Although the bashing was recorded on closed-circuit television, detectives have been unable to progress their inquiry to a prosecution. No doubt this is because of the fate awaiting prisoners and warders who dob. It's been 15 month since the first calls for an inquiry into the bashing, resisted by the minister, the prison and police because police investigations were said to be ongoing.
Even now it's unclear the public will ever be told much about the bashing. The coroner doesn't think it's relevant to the death. Moss, who is not allowed to investigate the "manner and cause" of the death, (apparently the exclusive province of the coroner) was asked to look at how the prison manages with people like Freeman, but not specifically to look at the bashing. He certainly has no power to look at the police investigation. He may end up seeing his function as conducting some sort of management review.

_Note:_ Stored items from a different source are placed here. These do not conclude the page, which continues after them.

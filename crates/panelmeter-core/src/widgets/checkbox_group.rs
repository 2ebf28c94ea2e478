//! Column of independent checkboxes sharing one style.
//!
//! Capacity is fixed at ten items; indices past the configured count are
//! silently ignored, both for state access and touch.

use embedded_graphics::pixelcolor::Rgb565;
use heapless::{String, Vec};

use crate::ui::gfx::{alpha_blend, Datum, FontId, Rect};
use crate::ui::widget::{Widget, WidgetCore, MAX_GROUP_ITEMS, MAX_LABEL_LEN};
use crate::ui::{palette, Clock, Gfx, TouchDigitizer, Ui, UiEvent, WidgetTag};

pub struct CheckboxGroup {
    core: WidgetCore,
    labels: Vec<String<MAX_LABEL_LEN>, MAX_GROUP_ITEMS>,
    checked: [bool; MAX_GROUP_ITEMS],
    count: usize,
    size: i32,
    selected: usize,
}

impl CheckboxGroup {
    pub fn new() -> Self {
        Self {
            core: WidgetCore::new(),
            labels: Vec::new(),
            checked: [false; MAX_GROUP_ITEMS],
            count: 0,
            size: 20,
            selected: 0,
        }
    }

    pub fn init(
        &mut self,
        x: i32,
        y: i32,
        size: i32,
        count: usize,
        border: Rgb565,
        bg: Rgb565,
        checked_color: Rgb565,
        border_width: i32,
        font: FontId,
    ) {
        self.size = size;
        self.count = count.min(MAX_GROUP_ITEMS);
        self.core.rect = Rect::new(x, y, size * 4, self.row_pitch() * self.count as i32);
        self.core.colors.border = border;
        self.core.colors.bg = bg;
        self.core.colors.checked = alpha_blend(200, checked_color, palette::BLACK);
        self.core.colors.text = border;
        self.core.border_width = border_width;
        self.core.font = font;
        self.core.label_datum = Datum::MiddleLeft;
        self.checked = [false; MAX_GROUP_ITEMS];
        self.selected = 0;
    }

    pub fn set_action(&mut self, tag: WidgetTag) {
        self.core.tag = Some(tag);
    }

    pub fn set_labels(&mut self, labels: &[&str]) {
        self.labels.clear();
        for l in labels.iter().take(MAX_GROUP_ITEMS) {
            let mut s: String<MAX_LABEL_LEN> = String::new();
            let _ = s.push_str(&l[..l.len().min(MAX_LABEL_LEN)]);
            let _ = self.labels.push(s);
        }
    }

    /// Index of the most recently touched item.
    pub fn selected(&self) -> usize {
        self.selected
    }

    pub fn item_state(&self, index: usize) -> bool {
        if index >= MAX_GROUP_ITEMS {
            return false;
        }
        self.checked[index]
    }

    /// Set one item's state; out-of-range indices are a no-op.
    pub fn set_item_state(&mut self, index: usize, on: bool) {
        if index >= MAX_GROUP_ITEMS {
            return;
        }
        self.selected = index;
        self.checked[index] = on;
    }

    fn row_pitch(&self) -> i32 {
        self.size + self.size / 4 + 2
    }

    fn item_contains(&self, x: i32, y: i32, item: usize) -> bool {
        if item >= self.count {
            return false;
        }
        let pitch = self.row_pitch();
        let y_start = self.core.rect.y + pitch * item as i32;
        x >= self.core.rect.x
            && x < self.core.rect.x + self.core.rect.w
            && y >= y_start
            && y <= y_start + pitch
    }

    fn draw_all(&mut self, gfx: &mut impl Gfx) {
        if !self.core.can_draw() {
            return;
        }
        let (text_c, check_c, border_c, bg_c) = if self.core.active {
            (
                self.core.colors.text,
                self.core.colors.checked,
                self.core.colors.border,
                self.core.colors.bg,
            )
        } else {
            (
                palette::GREY,
                palette::GREY,
                palette::DARK_GREY,
                palette::BLACK,
            )
        };
        let r = self.core.rect;
        let s = self.size;
        let bw = self.core.border_width;
        let bw2 = bw * 2;
        let text_x = match self.core.label_datum {
            Datum::MiddleLeft => r.x + self.core.label_dx + s + s / 4 + 2,
            Datum::MiddleRight => r.x + self.core.label_dx - s / 4 - 2,
            _ => r.x + self.core.label_dx,
        };

        for j in 0..self.count {
            let y = r.y + self.row_pitch() * j as i32;
            let body = Rect::new(r.x, y, s, s);
            gfx.fill_rect(body, bg_c);
            for i in 0..bw {
                gfx.draw_rect(body.inset(i), border_c);
            }
            let inner = Rect::new(r.x + bw + 2, y + bw + 2, s - bw2 - 4, s - bw2 - 4);
            if self.checked[j] {
                gfx.fill_rect(inner, check_c);
                gfx.draw_wide_line(
                    inner.x,
                    inner.y,
                    r.x + s - bw2 - 1,
                    y + s - bw2 - 1,
                    bw as u32,
                    border_c,
                );
                gfx.draw_wide_line(
                    inner.x,
                    y + s - bw2 - 1,
                    r.x + s - bw2 - 1,
                    inner.y,
                    bw as u32,
                    border_c,
                );
            } else {
                gfx.fill_rect(inner, alpha_blend(150, check_c, palette::BLACK));
            }

            if let Some(label) = self.labels.get(j) {
                if !label.is_empty() {
                    gfx.draw_text(
                        label,
                        text_x,
                        y + self.core.label_dy + s / 2,
                        self.core.font,
                        self.core.label_datum,
                        text_c,
                        Some(bg_c),
                    );
                }
            }
        }
    }
}

impl Default for CheckboxGroup {
    fn default() -> Self {
        Self::new()
    }
}

impl Widget for CheckboxGroup {
    fn core(&self) -> &WidgetCore {
        &self.core
    }

    fn core_mut(&mut self) -> &mut WidgetCore {
        &mut self.core
    }

    fn redraw<G: Gfx, T: TouchDigitizer, C: Clock>(&mut self, ui: &mut Ui<G, T, C>, active: bool) {
        self.core.active = active;
        self.draw_all(&mut ui.gfx);
    }

    fn check_pressed<G: Gfx, T: TouchDigitizer, C: Clock>(
        &mut self,
        ui: &mut Ui<G, T, C>,
        wait_released: bool,
    ) -> bool {
        if !self.core.enabled {
            return false;
        }
        let snap = ui.touch.snapshot();
        let mut pressed = false;
        if self.core.accepts_touch() && snap.pressed {
            for j in 0..self.count {
                if self.item_contains(snap.x, snap.y, j) {
                    let state = !self.checked[j];
                    self.set_item_state(j, state);
                    pressed = true;
                    self.draw_all(&mut ui.gfx);
                    if let Some(tag) = self.core.tag {
                        ui.events.push(UiEvent::ItemToggled {
                            tag,
                            index: j as u8,
                            on: state,
                        });
                    }
                    if wait_released {
                        ui.touch.wait_released(&ui.clock);
                    }
                    break;
                }
            }
        }
        pressed
    }
}

#[cfg(test)]
mod tests {
    use super::*;

    #[test]
    fn out_of_range_index_is_noop() {
        let mut g = CheckboxGroup::new();
        g.count = 5;
        g.set_item_state(3, true);
        assert!(g.item_state(3));
        g.set_item_state(10, true); // past capacity
        g.set_item_state(42, true);
        assert!(!g.item_state(10));
        assert!(!g.item_state(42));
        // selected untouched by rejected writes
        assert_eq!(g.selected(), 3);
    }
}
//! Draggable slider, horizontal or vertical.
//!
//! A press inside the track enters a blocking drag loop: re-poll, map the
//! touch coordinate to a fractional level, low-pass it, repaint the thumb
//! and emit the level — every iteration, until release. The first sample
//! of a drag bypasses the filter so the thumb does not spring in from its
//! previous position.

use embedded_graphics::pixelcolor::Rgb565;

use crate::ui::gfx::{alpha_blend, Datum, FontId, Rect};
use crate::ui::integrator::LEVEL_ALPHA;
use crate::ui::widget::{Widget, WidgetCore};
use crate::ui::{palette, Clock, Gfx, TouchDigitizer, Ui, UiEvent, WidgetTag};

#[derive(Debug, Clone, Copy, PartialEq, Eq)]
pub enum Orientation {
    Horizontal,
    Vertical,
}

pub struct Slider {
    core: WidgetCore,
    orientation: Orientation,
    level: f32,
    level_integrator: f32,
    thumb_travel: i32,
    thumb_start: i32,
    thumb_width: i32,
    thumb_height: i32,
    thumb_cross: i32,
}

impl Slider {
    pub fn new(orientation: Orientation) -> Self {
        Self {
            core: WidgetCore::new(),
            orientation,
            level: 0.5,
            level_integrator: 0.5,
            thumb_travel: 0,
            thumb_start: 0,
            thumb_width: 0,
            thumb_height: 0,
            thumb_cross: 0,
        }
    }

    pub fn init(
        &mut self,
        rect: Rect,
        border: Rgb565,
        thumb: Rgb565,
        text: Rgb565,
        border_width: i32,
        font: FontId,
    ) {
        self.core.rect = rect;
        self.core.colors.border = border;
        self.core.colors.thumb = thumb;
        self.core.colors.text = text;
        self.core.colors.fill = alpha_blend(128, border, palette::BLACK);
        self.core.border_width = border_width;
        self.core.font = font;
        self.core.label_datum = Datum::TopCentre;
        self.core.last_pressed = false;
        self.level = 0.5;
        self.level_integrator = 0.5;

        let bw = border_width;
        match self.orientation {
            Orientation::Horizontal => {
                self.thumb_cross = rect.y + bw + 2;
                self.thumb_width = rect.h - bw * 2;
                self.thumb_height = self.thumb_width - 4;
                self.thumb_travel = rect.w - self.thumb_width - bw * 2 - 4;
                self.thumb_start = rect.x + self.thumb_width / 2 + bw + 2;
            }
            Orientation::Vertical => {
                self.thumb_cross = rect.x + bw + 2;
                self.thumb_width = rect.w - bw * 2;
                self.thumb_height = self.thumb_width - 4;
                self.thumb_travel = rect.h - self.thumb_width - bw * 2 - 4;
                self.thumb_start = rect.y + self.thumb_width / 2 + bw + 2;
            }
        }
    }

    pub fn set_action(&mut self, tag: WidgetTag) {
        self.core.tag = Some(tag);
    }

    pub fn set_label(&mut self, label: &str) {
        self.core.set_label(label);
    }

    pub fn level(&self) -> f32 {
        self.level
    }

    pub fn set_level(&mut self, gfx: &mut impl Gfx, level: f32, redraw: bool) {
        self.level = level;
        self.level_integrator = level;
        if redraw {
            self.draw(gfx, level, true);
        }
    }

    /// Fractional position of a touch coordinate along the track.
    fn level_from_touch(&self, x: i32, y: i32) -> f32 {
        let raw = match self.orientation {
            Orientation::Horizontal => (x - self.thumb_start) as f32 / self.thumb_travel as f32,
            // vertical sliders grow upward
            Orientation::Vertical => {
                1.0 - (y - self.thumb_start) as f32 / self.thumb_travel as f32
            }
        };
        raw.clamp(0.0, 1.0)
    }

    fn draw(&mut self, gfx: &mut impl Gfx, level: f32, draw_border: bool) {
        if !self.core.can_draw() {
            return;
        }
        let (border_c, thumb_c, text_c, fill_c) = if self.core.active {
            (
                self.core.colors.border,
                self.core.colors.thumb,
                self.core.colors.text,
                self.core.colors.fill,
            )
        } else {
            (
                palette::DARK_GREY,
                palette::DARK_GREY,
                palette::DARK_GREY,
                palette::BLACK,
            )
        };

        let r = self.core.rect;
        let bw = self.core.border_width;
        let radius = match self.orientation {
            Orientation::Horizontal => r.h / 6,
            Orientation::Vertical => r.w / 6,
        };
        if bw > 0 && draw_border {
            for i in 0..bw {
                gfx.draw_round_rect(r.inset(i), radius, border_c);
            }
        }
        gfx.fill_round_rect(r.inset(bw), radius - bw, fill_c);

        match self.orientation {
            Orientation::Horizontal => {
                let delta = libm::rintf(self.thumb_travel as f32 * level) as i32;
                let knob_x = self.thumb_start + delta - self.thumb_width / 2;
                let knob_cx = knob_x + self.thumb_width / 2;
                gfx.fill_round_rect(
                    Rect::new(knob_x, self.thumb_cross, self.thumb_width, self.thumb_height),
                    radius,
                    thumb_c,
                );
                let groove_y = self.thumb_cross + 3;
                let groove_len = self.thumb_height - 6;
                gfx.draw_vline(knob_cx - 5, groove_y, groove_len, border_c);
                gfx.draw_vline(knob_cx, groove_y, groove_len, border_c);
                gfx.draw_vline(knob_cx + 5, groove_y, groove_len, border_c);
            }
            Orientation::Vertical => {
                let delta = libm::rintf(self.thumb_travel as f32 * (1.0 - level)) as i32;
                let knob_y = self.thumb_start + delta - self.thumb_width / 2;
                let knob_cy = knob_y + self.thumb_width / 2;
                gfx.fill_round_rect(
                    Rect::new(self.thumb_cross, knob_y, self.thumb_height, self.thumb_width),
                    radius,
                    thumb_c,
                );
                let groove_x = self.thumb_cross + 3;
                let groove_len = self.thumb_height - 6;
                gfx.draw_hline(groove_x, knob_cy - 5, groove_len, border_c);
                gfx.draw_hline(groove_x, knob_cy, groove_len, border_c);
                gfx.draw_hline(groove_x, knob_cy + 5, groove_len, border_c);
            }
        }

        if self.core.label.is_empty() {
            return;
        }
        let (cx, cy) = r.center();
        match self.core.label_datum {
            Datum::TopCentre => gfx.draw_text(
                &self.core.label,
                cx + self.core.label_dx,
                r.y + self.core.label_dy - 2,
                self.core.font,
                Datum::BottomCentre,
                text_c,
                Some(palette::BLACK),
            ),
            Datum::BottomCentre => gfx.draw_text(
                &self.core.label,
                cx + self.core.label_dx,
                r.y + self.core.label_dy + r.h + 2,
                self.core.font,
                Datum::TopCentre,
                text_c,
                Some(palette::BLACK),
            ),
            datum => gfx.draw_text(
                &self.core.label,
                r.x + self.core.label_dx,
                cy + self.core.label_dy,
                self.core.font,
                datum,
                text_c,
                Some(palette::BLACK),
            ),
        }
    }
}

impl Widget for Slider {
    fn core(&self) -> &WidgetCore {
        &self.core
    }

    fn core_mut(&mut self) -> &mut WidgetCore {
        &mut self.core
    }

    fn redraw<G: Gfx, T: TouchDigitizer, C: Clock>(&mut self, ui: &mut Ui<G, T, C>, active: bool) {
        self.core.active = active;
        let level = self.level;
        self.draw(&mut ui.gfx, level, true);
    }

    fn check_pressed<G: Gfx, T: TouchDigitizer, C: Clock>(
        &mut self,
        ui: &mut Ui<G, T, C>,
        wait_released: bool,
    ) -> bool {
        if !self.core.enabled {
            return false;
        }
        let snap = ui.touch.snapshot();
        if !(self.core.accepts_touch() && snap.pressed && self.core.contains(snap.x, snap.y)) {
            return false;
        }

        // Drag sub-loop: monopolizes the input stream until release.
        let mut first_touch = true;
        while ui.touch.poll().pressed {
            let s = ui.touch.snapshot();
            let level = self.level_from_touch(s.x, s.y);
            if first_touch {
                self.level_integrator = level;
                first_touch = false;
            }
            self.level_integrator += (level - self.level_integrator) * LEVEL_ALPHA;
            let draw_level = self.level_integrator;
            self.draw(&mut ui.gfx, draw_level, false);
            ui.gfx.present();
            if let Some(tag) = self.core.tag {
                ui.events.push(UiEvent::LevelChanged {
                    tag,
                    level: draw_level,
                });
            }
            ui.clock.delay_ms(10); // debounce
            if !wait_released {
                break;
            }
        }
        if wait_released {
            ui.touch.wait_released(&ui.clock);
        }
        self.level = self.level_integrator;
        true
    }
}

After a long bout in hospital, Freeman came before the courts. His mother begged the magistrate that he be freed on bail, saying she feared he would be further bashed in the jail. But the DPP called police and prison evidence to argue that he would be safer in jail than outside. And back he went, for a year until he died.
One assumes he was physically segregated inside the jail from those from whom he was in continuing danger. Less care seems to have been taken to protect him from himself or his drug problems, new or ongoing.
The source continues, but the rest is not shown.